The example you provide is being setup to ask qsort() to sort an array of char pointers (char *). This comparator you're providing is given each 'pair' of items the algorithm needs, by address. two char pointers. the address qsort() uses is based on the root address you give it, adding size-bytes per "item". Since each "item" is a char*, the size of each item is, in fact, the size of a pointer.
I've modified the comparator to demonstrate what is being compared, and what the addresses are that are being passed in. you will see they are all increments off the base address of the array containing all the char *s.
char *mystrings[] =
{
"This",
"is",
"a",
"test",
"of",
"pointers",
"to",
"strings"
};
int cstring_cmp(const void *a, const void *b)
{
const char **ia = (const char **)a;
const char **ib = (const char **)b;
printf("%p:%s - %p:%s\n", a, *ia, b, *ib);
return -strcasecmp(*ia, *ib);
}
int main(int argc, char *argv[])
{
printf("Base address of our pointer array: %p\n\n", mystrings);
qsort(mystrings, sizeof(mystrings)/sizeof(mystrings[0]), sizeof(char*), cstring_cmp);
for (size_t i=0; i<sizeof(mystrings)/sizeof(mystrings[0]);i++)

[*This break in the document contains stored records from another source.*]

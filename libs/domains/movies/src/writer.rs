//! Batch writes into the catalog tables
//!
//! One call prepares the insert statement once, appends it once per row to a
//! single logged batch and submits that batch as one request. Every row is
//! decoded before anything goes over the wire, so a malformed row rejects the
//! whole call without side effects.

use database::CassandraSession;
use scylla::statement::batch::{Batch, BatchType};
use scylla::value::CqlValue;
use std::fmt;
use std::future::Future;
use strum::{Display, EnumString};
use tokio::task::JoinHandle;
use tracing::{debug, error, instrument};

use crate::codec::{self, FieldValue};
use crate::ddl::validate_keyspace;
use crate::error::{CatalogError, CatalogResult};
use crate::models::CatalogRecord;
use crate::schema::{Table, TableSchema};

/// Whether `batch_insert` waits for the cluster acknowledgement
#[derive(Debug, Clone, Copy, Default, PartialEq, Eq, Display, EnumString)]
#[strum(serialize_all = "lowercase")]
pub enum WriteMode {
    #[default]
    Sync,
    Async,
}

#[derive(Debug, Clone, Copy, PartialEq, Eq)]
pub struct WriteResult {
    pub table: Table,
    /// Rows carried by the acknowledged batch
    pub rows: usize,
}

/// A batch handed to a background task
///
/// Failures are logged by the task itself, so a detached write never fails
/// silently. Call [`PendingWrite::wait`] to observe the result instead.
#[must_use = "a pending write should be awaited with `wait()` or explicitly `detach()`ed"]
#[derive(Debug)]
pub struct PendingWrite {
    table: Table,
    rows: usize,
    handle: JoinHandle<CatalogResult<WriteResult>>,
}

impl PendingWrite {
    /// Run `write` on the tokio runtime
    pub fn spawn<F>(table: Table, rows: usize, write: F) -> Self
    where
        F: Future<Output = CatalogResult<WriteResult>> + Send + 'static,
    {
        let handle = tokio::spawn(async move {
            let result = write.await;
            if let Err(e) = &result {
                error!(%table, rows, error = %e, "Asynchronous batch write failed");
            }
            result
        });

        Self {
            table,
            rows,
            handle,
        }
    }

    pub fn table(&self) -> Table {
        self.table
    }

    pub fn rows(&self) -> usize {
        self.rows
    }

    pub fn is_finished(&self) -> bool {
        self.handle.is_finished()
    }

    pub async fn wait(self) -> CatalogResult<WriteResult> {
        self.handle.await?
    }

    /// Let the write finish in the background without observing it
    pub fn detach(self) {
        debug!(table = %self.table, rows = self.rows, "Detached pending batch write");
    }
}

#[must_use]
#[derive(Debug)]
pub enum WriteOutcome {
    Completed(WriteResult),
    Pending(PendingWrite),
}

impl WriteOutcome {
    pub fn is_pending(&self) -> bool {
        matches!(self, WriteOutcome::Pending(_))
    }

    /// Resolve to the write result, waiting for a pending write if needed
    pub async fn wait(self) -> CatalogResult<WriteResult> {
        match self {
            WriteOutcome::Completed(result) => Ok(result),
            WriteOutcome::Pending(pending) => pending.wait().await,
        }
    }
}

/// `INSERT INTO <ks>.<table> (c1, ..., cn) VALUES (?, ..., ?)`
pub fn insert_statement(keyspace: &str, schema: &TableSchema) -> String {
    let columns: Vec<&str> = schema.column_names().collect();
    let markers = vec!["?"; columns.len()];
    format!(
        "INSERT INTO {}.{} ({}) VALUES ({})",
        keyspace,
        schema.name,
        columns.join(", "),
        markers.join(", ")
    )
}

/// Decode every raw row, rejecting the lot on the first malformed one
pub fn decode_rows<I, K, V, S>(schema: &TableSchema, rows: I) -> CatalogResult<Vec<Vec<FieldValue>>>
where
    I: IntoIterator<Item = (K, V)>,
    K: fmt::Display,
    V: AsRef<[S]>,
    S: AsRef<str>,
{
    rows.into_iter()
        .map(|(key, fields)| {
            codec::decode(schema, fields.as_ref()).map_err(|source| CatalogError::MalformedRow {
                key: key.to_string(),
                source,
            })
        })
        .collect()
}

/// Everything needed to submit one batch
#[derive(Debug, Clone, PartialEq)]
pub struct BatchPlan {
    pub table: Table,
    pub statement: String,
    pub rows: Vec<Vec<FieldValue>>,
}

impl BatchPlan {
    pub fn len(&self) -> usize {
        self.rows.len()
    }

    pub fn is_empty(&self) -> bool {
        self.rows.is_empty()
    }
}

pub fn plan_batch<I, K, V, S>(keyspace: &str, table: Table, rows: I) -> CatalogResult<BatchPlan>
where
    I: IntoIterator<Item = (K, V)>,
    K: fmt::Display,
    V: AsRef<[S]>,
    S: AsRef<str>,
{
    let schema = table.schema();
    let rows = decode_rows(schema, rows)?;

    Ok(BatchPlan {
        table,
        statement: insert_statement(keyspace, schema),
        rows,
    })
}

/// Prepare once, append once per row, submit one logged batch
async fn submit(session: CassandraSession, plan: BatchPlan) -> CatalogResult<WriteResult> {
    let BatchPlan {
        table,
        statement,
        rows,
    } = plan;

    let prepared = session
        .prepare(statement)
        .await
        .map_err(|source| CatalogError::Prepare { table, source })?;

    let mut batch = Batch::new(BatchType::Logged);
    for _ in 0..rows.len() {
        batch.append_statement(prepared.clone());
    }

    let values: Vec<Vec<CqlValue>> = rows
        .into_iter()
        .map(|row| row.into_iter().map(CqlValue::from).collect())
        .collect();
    let count = values.len();

    session
        .batch(&batch, values)
        .await
        .map_err(|source| CatalogError::BatchWrite { table, source })?;

    debug!(%table, rows = count, "Batch acknowledged");
    Ok(WriteResult { table, rows: count })
}

/// Writes catalog rows into one keyspace over a shared session
#[derive(Debug, Clone)]
pub struct BatchWriter {
    session: CassandraSession,
    keyspace: String,
}

impl BatchWriter {
    pub fn new(session: CassandraSession, keyspace: impl Into<String>) -> CatalogResult<Self> {
        let keyspace = keyspace.into();
        validate_keyspace(&keyspace)?;
        Ok(Self { session, keyspace })
    }

    pub fn session(&self) -> &CassandraSession {
        &self.session
    }

    pub fn keyspace(&self) -> &str {
        &self.keyspace
    }

    /// Insert raw string rows into `table` as one batch
    ///
    /// Keys only identify rows in errors. An empty input completes with zero
    /// rows without contacting the cluster.
    #[instrument(skip(self, rows), fields(keyspace = %self.keyspace))]
    pub async fn batch_insert<I, K, V, S>(
        &self,
        table: Table,
        rows: I,
        mode: WriteMode,
    ) -> CatalogResult<WriteOutcome>
    where
        I: IntoIterator<Item = (K, V)>,
        K: fmt::Display,
        V: AsRef<[S]>,
        S: AsRef<str>,
    {
        let plan = plan_batch(&self.keyspace, table, rows)?;
        self.execute(plan, mode).await
    }

    /// Insert one typed record as a single-row batch
    #[instrument(skip(self, record), fields(keyspace = %self.keyspace, table = %R::TABLE))]
    pub async fn insert<R: CatalogRecord>(
        &self,
        record: R,
        mode: WriteMode,
    ) -> CatalogResult<WriteOutcome> {
        let plan = BatchPlan {
            table: R::TABLE,
            statement: insert_statement(&self.keyspace, R::TABLE.schema()),
            rows: vec![record.into_values()],
        };
        self.execute(plan, mode).await
    }

    async fn execute(&self, plan: BatchPlan, mode: WriteMode) -> CatalogResult<WriteOutcome> {
        if plan.is_empty() {
            return Ok(WriteOutcome::Completed(WriteResult {
                table: plan.table,
                rows: 0,
            }));
        }

        debug!(table = %plan.table, rows = plan.len(), %mode, "Submitting batch");
        let session = self.session.clone();

        match mode {
            WriteMode::Sync => submit(session, plan).await.map(WriteOutcome::Completed),
            WriteMode::Async => {
                let (table, rows) = (plan.table, plan.len());
                Ok(WriteOutcome::Pending(PendingWrite::spawn(
                    table,
                    rows,
                    submit(session, plan),
                )))
            }
        }
    }
}

#[cfg(test)]
mod tests {
    use super::*;
    use std::collections::HashMap;
    use std::str::FromStr;

    fn watch_row(cid: &str, mid: &str) -> Vec<String> {
        vec![
            cid.to_string(),
            mid.to_string(),
            "1609459200000".to_string(),
            "15".to_string(),
            "Inception".to_string(),
        ]
    }

    #[test]
    fn test_insert_statement_lists_columns_in_order() {
        assert_eq!(
            insert_statement("movies", Table::WatchHistory.schema()),
            "INSERT INTO movies.watch_history (customer_id, movie_id, watched_at, pause_time, movie_name) VALUES (?, ?, ?, ?, ?)"
        );
    }

    #[test]
    fn test_plan_batch_decodes_every_row() {
        let mut rows = HashMap::new();
        rows.insert("1".to_string(), watch_row("7", "42"));
        rows.insert("2".to_string(), watch_row("7", "43"));
        rows.insert("3".to_string(), watch_row("8", "42"));

        let plan = plan_batch("movies", Table::WatchHistory, rows).unwrap();
        assert_eq!(plan.len(), 3);
        assert!(plan.statement.starts_with("INSERT INTO movies.watch_history"));
        assert!(plan.rows.iter().all(|r| r.len() == 5));
    }

    #[test]
    fn test_plan_batch_names_malformed_row() {
        let rows = vec![
            (1, watch_row("7", "42")),
            (2, vec!["7".to_string(), "42".to_string()]),
        ];

        let err = plan_batch("movies", Table::WatchHistory, rows).unwrap_err();
        match err {
            CatalogError::MalformedRow { key, source } => {
                assert_eq!(key, "2");
                assert_eq!(
                    source,
                    crate::error::CodecError::FieldCount {
                        expected: 5,
                        actual: 2
                    }
                );
            }
            other => panic!("expected MalformedRow, got {other:?}"),
        }
    }

    #[test]
    fn test_plan_batch_empty() {
        let rows: Vec<(usize, Vec<String>)> = Vec::new();
        let plan = plan_batch("movies", Table::CustomerQueue, rows).unwrap();
        assert!(plan.is_empty());
    }

    #[test]
    fn test_write_mode_parsing() {
        assert_eq!(WriteMode::from_str("async").unwrap(), WriteMode::Async);
        assert_eq!(WriteMode::default(), WriteMode::Sync);
        assert_eq!(WriteMode::Sync.to_string(), "sync");
    }

    #[tokio::test]
    async fn test_pending_write_reports_result() {
        let pending = PendingWrite::spawn(Table::MoviesGenre, 2, async {
            Ok(WriteResult {
                table: Table::MoviesGenre,
                rows: 2,
            })
        });
        assert_eq!(pending.rows(), 2);

        let result = WriteOutcome::Pending(pending).wait().await.unwrap();
        assert_eq!(result.rows, 2);
    }

    #[tokio::test]
    async fn test_pending_write_surfaces_failure() {
        let pending = PendingWrite::spawn(Table::CustomerRating, 1, async {
            Err(CatalogError::InvalidKeyspace("bad-name".to_string()))
        });

        let err = pending.wait().await.unwrap_err();
        assert!(matches!(err, CatalogError::InvalidKeyspace(_)));
    }

    #[tokio::test]
    async fn test_completed_outcome_waits_immediately() {
        let outcome = WriteOutcome::Completed(WriteResult {
            table: Table::WatchHistory,
            rows: 0,
        });
        assert!(!outcome.is_pending());
        assert_eq!(outcome.wait().await.unwrap().rows, 0);
    }
}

printf("%s\n", mystrings[i]);
return 0;
}
produces the following output:
Base address of our pointer array: 0x100006240
0x100006240:This - 0x100006260:of
0x100006260:of - 0x100006278:strings
0x100006240:This - 0x100006278:strings
0x100006248:is - 0x100006240:strings
0x100006278:This - 0x100006240:strings
0x100006250:a - 0x100006240:strings
0x100006270:to - 0x100006240:strings
0x100006258:test - 0x100006240:strings
0x100006260:of - 0x100006240:strings
0x100006268:pointers - 0x100006240:strings
0x100006260:of - 0x100006240:strings
0x100006240:test - 0x100006248:This
0x100006248:test - 0x100006250:to
0x100006240:This - 0x100006248:to
0x100006260:of - 0x100006268:pointers
0x100006268:of - 0x100006270:a
0x100006270:a - 0x100006278:is
0x100006268:of - 0x100006270:is
to
This
test
strings
pointers
of
is
a
A even less visualized one:
int cstring_cmp(const void *a, const void *b){
return -strcasecmp((char *)(*((char **)a)), (char *)(*((char **)b)));
}
But you can see , a and b are char **, and they are dereferenced and become char * and passed to strcasecmp.
#include <stdlib.h>
#include <stdio.h>
#include <string.h>
int cstring_cmp(const void *a, const void *b){
return -strcasecmp((char *)(*((char **)a)), (char *)(*((char **)b)));
}
int main(){
char *s[] = { "Amit",
"Garima",
"Vaibhav",
"Gaurav"};
qsort(s, 4, sizeof(char *), cstring_cmp);
printf("%s\n%s\n%s\n%s\n", s[0], s[1], s[2], s[3]);
return 0;
}
Output:
Vaibhav
Gaurav
Garima
Amit
It is legal to cast any pointer to char * or void * because void * means a pointer to a memory (RAM or virtual) byte.